Stinnes le miró con aire sorprendido.
—Hace media hora que ha llegado.
—¿Y dónde están?
—No esperarías que volviesen y llamasen a la puerta, ¿no? Tienen un colchón y estarán durmiendo en la furgoneta hasta que los necesitemos. Están aparcados junto a la taberna.
—¿Y tú cómo sabes todo eso?
—Pero ¿no lo he organizado yo? ¿Por qué crees que he estado yendo al servicio? ¿Por que tuviese diarrea? Y desde arriba se ve el aparcamiento.
—¿Llevas pistola?
Stinnes negó con la cabeza.
—Yo me he traído una —repuso Moskvin, dejando el arma en la mesa.
Era una Smith and Wesson Magnus calibre 44; un pistolón que él se había procurado esforzadamente de antemano para tenerla en Inglaterra.
Stinnes miró al pistolón y a Moskvin.
—Con eso tenemos de sobra para los dos —dijo.
—Bueno, pues sólo queda esperar —añadió Moskvin.
Stinnes hizo una señal en la página de la guía y la cerró.
—No lo olvides: este Bosham es donde el rey Canuto ordenó retroceder a la marea.
—¿Y qué sucedió? —inquirió Moskvin, que no sabía quién era el rey Canuto.
—Que la marea siguió subiendo —contestó Stinnes, cogiendo su bolsa de tirante—. Voy a ir preparando las cosas. Mejor será que compruebe si el barco está bien amarrado y a punto. Ya sabes el número de teléfono.
—Sí —contestó Moskvin. Esperaba haber contado con la ayuda de Stinnes, pero no pensaba pedírsela.
Arriba, Miranda seguía limpiándose el maquillaje con los últimos restos de crema, mirándose minuciosamente en el espejo.

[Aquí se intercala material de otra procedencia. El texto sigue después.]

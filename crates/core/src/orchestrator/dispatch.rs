//! Driving one encode on a worker until it finishes.

use std::sync::Arc;

use tokio::time::{interval, Instant, MissedTickBehavior};
use tokio_util::sync::CancellationToken;
use tracing::{debug, warn};

use crate::encoder::{
    EncodeHandle, EncodePoll, EncodeRequest, EncodeStatus, EncodingConfig, EncodingWorkerClient,
};
use crate::job::ErrorKind;
use crate::stage::{StageOutcome, StagePayload};

/// Submit `request` to `client`, poll it to completion and retrieve the
/// output into `<output_dir>/<job_id>`.
///
/// Every observed poll is passed to `on_progress`. Any encode that does not
/// end in a retrieved output is cancelled on the worker, so the worker can
/// drop its state and scratch files.
pub async fn drive_encode<F>(
    client: Arc<dyn EncodingWorkerClient>,
    request: EncodeRequest,
    settings: &EncodingConfig,
    cancel: CancellationToken,
    mut on_progress: F,
) -> StageOutcome
where
    F: FnMut(&EncodePoll) + Send,
{
    let job_id = request.job_id.clone();
    let worker_id = client.worker_id().to_string();

    let handle = tokio::select! {
        _ = cancel.cancelled() => return StageOutcome::cancelled(),
        submitted = client.submit(request) => match submitted {
            Ok(handle) => handle,
            Err(e) => {
                warn!(job_id = %job_id, worker_id = %worker_id, "Encode submit failed: {}", e);
                return StageOutcome::failed(e.kind(), e.to_string());
            }
        },
    };
    debug!(job_id = %job_id, worker_id = %worker_id, job_ref = %handle.job_ref, "Encode submitted");

    let started = Instant::now();
    let mut last_progress_at = started;
    let mut best_percent = 0.0_f32;
    let mut poll_failures = 0u32;

    let mut ticker = interval(settings.poll_interval());
    ticker.set_missed_tick_behavior(MissedTickBehavior::Delay);

    loop {
        tokio::select! {
            _ = cancel.cancelled() => {
                abandon(client.as_ref(), &handle).await;
                return StageOutcome::cancelled();
            }
            _ = ticker.tick() => {}
        }

        let now = Instant::now();
        if now.duration_since(started) >= settings.timeout() {
            abandon(client.as_ref(), &handle).await;
            return StageOutcome::failed(
                ErrorKind::Timeout,
                format!("encode exceeded {}s", settings.timeout().as_secs()),
            );
        }
        if now.duration_since(last_progress_at) >= settings.stall_timeout() {
            abandon(client.as_ref(), &handle).await;
            return StageOutcome::failed(
                ErrorKind::Timeout,
                format!(
                    "no progress for {}s at {:.1}%",
                    settings.stall_timeout().as_secs(),
                    best_percent
                ),
            );
        }

        let poll = match client.poll(&handle).await {
            Ok(poll) => {
                poll_failures = 0;
                poll
            }
            Err(e) => {
                poll_failures += 1;
                debug!(
                    job_id = %job_id,
                    worker_id = %worker_id,
                    failures = poll_failures,
                    "Encode poll failed: {}",
                    e
                );
                if poll_failures >= settings.max_poll_failures.max(1) {
                    abandon(client.as_ref(), &handle).await;
                    return StageOutcome::failed(e.kind(), e.to_string());
                }
                continue;
            }
        };

        if poll.progress_percent > best_percent {
            best_percent = poll.progress_percent;
            last_progress_at = now;
        }
        on_progress(&poll);

        match poll.status {
            EncodeStatus::Running => {}
            EncodeStatus::Failed => {
                let message = poll
                    .message
                    .unwrap_or_else(|| "encode failed on worker".to_string());
                abandon(client.as_ref(), &handle).await;
                return StageOutcome::failed(ErrorKind::EncodeError, message);
            }
            EncodeStatus::Succeeded => {
                let dest_dir = settings.output_dir.join(&job_id);
                if let Err(e) = tokio::fs::create_dir_all(&dest_dir).await {
                    abandon(client.as_ref(), &handle).await;
                    return StageOutcome::failed(
                        ErrorKind::EncodeError,
                        format!("cannot create {}: {}", dest_dir.display(), e),
                    );
                }
                return match client.retrieve_output(&handle, &dest_dir).await {
                    Ok(media) => StageOutcome::succeeded(StagePayload::Media(media)),
                    Err(e) => {
                        abandon(client.as_ref(), &handle).await;
                        StageOutcome::failed(e.kind(), e.to_string())
                    }
                };
            }
        }
    }
}

async fn abandon(client: &dyn EncodingWorkerClient, handle: &EncodeHandle) {
    if let Err(e) = client.cancel(handle).await {
        debug!(worker_id = %handle.worker_id, job_ref = %handle.job_ref, "Encode cancel failed: {}", e);
    }
}

#[cfg(test)]
mod tests {
    use super::*;
    use crate::encoder::EncodeParams;
    use crate::stage::MediaRef;
    use crate::testing::{MockEncodeBehavior, MockEncoderClient};
    use crate::worker::HardwareAccel;

    fn request() -> EncodeRequest {
        EncodeRequest {
            job_id: "job-1".to_string(),
            input: MediaRef::new("/in/movie.mkv"),
            params: EncodeParams::default(),
            accel: HardwareAccel::Software,
        }
    }

    fn settings(dir: &tempfile::TempDir) -> EncodingConfig {
        EncodingConfig {
            poll_interval_ms: 5,
            output_dir: dir.path().to_path_buf(),
            ..Default::default()
        }
    }

    #[tokio::test]
    async fn test_success_retrieves_output() {
        let dir = tempfile::tempdir().unwrap();
        let mock = MockEncoderClient::new("remote-a");
        let mut polls = Vec::new();

        let outcome = drive_encode(
            Arc::new(mock.clone()),
            request(),
            &settings(&dir),
            CancellationToken::new(),
            |p| polls.push(p.progress_percent),
        )
        .await;

        assert!(outcome.success);
        let StagePayload::Media(media) = outcome.output else {
            panic!("expected media output");
        };
        assert_eq!(media.path, dir.path().join("job-1").join("movie.mkv"));
        assert!(dir.path().join("job-1").is_dir());
        assert_eq!(polls, vec![50.0, 100.0]);
        assert_eq!(mock.retrieved().await, vec!["remote-a-1".to_string()]);
    }

    #[tokio::test]
    async fn test_failed_encode_is_encode_error() {
        let dir = tempfile::tempdir().unwrap();
        let mock = MockEncoderClient::new("remote-a");
        mock.push_behavior(MockEncodeBehavior::FailEncode).await;

        let outcome = drive_encode(
            Arc::new(mock.clone()),
            request(),
            &settings(&dir),
            CancellationToken::new(),
            |_| {},
        )
        .await;

        assert!(!outcome.success);
        assert!(outcome.retryable);
        assert_eq!(outcome.error_kind, Some(ErrorKind::EncodeError));
        assert_eq!(outcome.message.as_deref(), Some("ffmpeg exited with status 1"));
        assert_eq!(mock.cancelled().await, vec!["remote-a-1".to_string()]);
        assert!(mock.retrieved().await.is_empty());
    }

    #[cfg(unix)]
    #[tokio::test]
    async fn test_failed_local_encode_cleans_work_dir() {
        use crate::encoder::{LocalEncoderClient, LocalEncoderConfig};
        use std::os::unix::fs::PermissionsExt;

        let dir = tempfile::tempdir().unwrap();
        let script = dir.path().join("fake-ffmpeg");
        std::fs::write(
            &script,
            "#!/bin/sh\nfor last; do :; done\nprintf partial > \"$last\"\necho 'Conversion failed!' >&2\nexit 1\n",
        )
        .unwrap();
        std::fs::set_permissions(&script, std::fs::Permissions::from_mode(0o755)).unwrap();

        let input = dir.path().join("movie.mkv");
        std::fs::write(&input, b"raw").unwrap();
        let work_dir = dir.path().join("work");
        let client = LocalEncoderClient::new(LocalEncoderConfig {
            ffmpeg_path: script,
            ffprobe_path: dir.path().join("no-ffprobe"),
            work_dir: work_dir.clone(),
            ..Default::default()
        });

        let mut req = request();
        req.input = MediaRef::new(input.clone());
        let outcome = drive_encode(
            Arc::new(client),
            req,
            &settings(&dir),
            CancellationToken::new(),
            |_| {},
        )
        .await;

        assert_eq!(outcome.error_kind, Some(ErrorKind::EncodeError));
        assert_eq!(std::fs::read_dir(&work_dir).unwrap().count(), 0);
        assert!(!dir.path().join("job-1").exists());
    }

    #[tokio::test]
    async fn test_submit_transport_error() {
        let dir = tempfile::tempdir().unwrap();
        let mock = MockEncoderClient::new("remote-a");
        mock.push_behavior(MockEncodeBehavior::SubmitTransportError).await;

        let outcome = drive_encode(
            Arc::new(mock),
            request(),
            &settings(&dir),
            CancellationToken::new(),
            |_| {},
        )
        .await;
        assert_eq!(outcome.error_kind, Some(ErrorKind::TransportError));
    }

    #[tokio::test]
    async fn test_repeated_poll_failures_cancel_on_worker() {
        let dir = tempfile::tempdir().unwrap();
        let mock = MockEncoderClient::new("remote-a");
        mock.push_behavior(MockEncodeBehavior::PollTransportError).await;

        let outcome = drive_encode(
            Arc::new(mock.clone()),
            request(),
            &settings(&dir),
            CancellationToken::new(),
            |_| {},
        )
        .await;

        assert_eq!(outcome.error_kind, Some(ErrorKind::TransportError));
        assert_eq!(mock.cancelled().await, vec!["remote-a-1".to_string()]);
    }

    #[tokio::test]
    async fn test_stall_times_out() {
        let dir = tempfile::tempdir().unwrap();
        let mock = MockEncoderClient::new("remote-a");
        mock.push_behavior(MockEncodeBehavior::Hang).await;
        let mut config = settings(&dir);
        config.stall_timeout_secs = 0;

        let outcome = drive_encode(
            Arc::new(mock.clone()),
            request(),
            &config,
            CancellationToken::new(),
            |_| {},
        )
        .await;

        assert_eq!(outcome.error_kind, Some(ErrorKind::Timeout));
        assert_eq!(mock.cancelled().await.len(), 1);
    }

    #[tokio::test]
    async fn test_overall_deadline_times_out() {
        let dir = tempfile::tempdir().unwrap();
        let mock = MockEncoderClient::new("remote-a");
        mock.push_behavior(MockEncodeBehavior::Hang).await;
        let mut config = settings(&dir);
        config.timeout_secs = 0;

        let outcome = drive_encode(
            Arc::new(mock.clone()),
            request(),
            &config,
            CancellationToken::new(),
            |_| {},
        )
        .await;

        assert_eq!(outcome.error_kind, Some(ErrorKind::Timeout));
        assert!(outcome.retryable);
        assert_eq!(outcome.message.as_deref(), Some("encode exceeded 0s"));
        assert_eq!(mock.cancelled().await, vec!["remote-a-1".to_string()]);
    }

    #[tokio::test]
    async fn test_cancellation_stops_encode() {
        let dir = tempfile::tempdir().unwrap();
        let mock = MockEncoderClient::new("remote-a");
        mock.push_behavior(MockEncodeBehavior::Hang).await;
        let cancel = CancellationToken::new();
        let trigger = cancel.clone();
        tokio::spawn(async move {
            tokio::time::sleep(std::time::Duration::from_millis(30)).await;
            trigger.cancel();
        });

        let outcome = drive_encode(Arc::new(mock.clone()), request(), &settings(&dir), cancel, |_| {}).await;

        assert_eq!(outcome.error_kind, Some(ErrorKind::Cancelled));
        assert!(!outcome.retryable);
        assert_eq!(mock.cancelled().await, vec!["remote-a-1".to_string()]);
    }
}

Harmony, que estaba haciendo la maleta, exclamó:
—¡Qué cerdo! Recojo todo lo del coche, tal como ordena el reglamento, y el tío me chilla por llegar tarde. Y, además, casi todo era de él, que es un guarro. —Y le mostró una bolsa de plástico transparente en la que había metido todos los objetos que habían quedado en el coche de alquiler: dos mapas del sur de Inglaterra, trozos de papel, un bolígrafo roto, un pintalabios viejo, tres peniques y un cristal de reloj de pulsera—. ¿Algo de esto es tuyo, querida? —añadió.
—No —contestó Miranda.
—Las compañías de alquiler nunca limpian bien los coches; se contentan con vaciar el cenicero —indicó, dejando la bolsa libre para guardar en ella el maquillaje.
—Ya casi estoy —dijo Miranda—. Creo que me quedaré un par de días en Inglaterra. Me reuniré contigo en Roma pasado mañana. ¿Te parece bien?
—Como quieras, nena —contestó Harmony Jones—. Yo en Roma tengo mucho trabajo atrasado.
Stinnes durmió aquella noche en el yate. Había tres camarotes dobles y se acomodó en uno de ellos. Puso en marcha el generador y estuvo hasta tarde leyendo The White Company: era un asiduo lector de las aventuras de Sherlock Holmes y perseveraba en desentrañar aquella aventura medieval de su autor preferido. Hacía buen tiempo y le complacía escuchar los ruidos y el movimiento del barco anclado y sentir el olor de la madera mojada y el salitre.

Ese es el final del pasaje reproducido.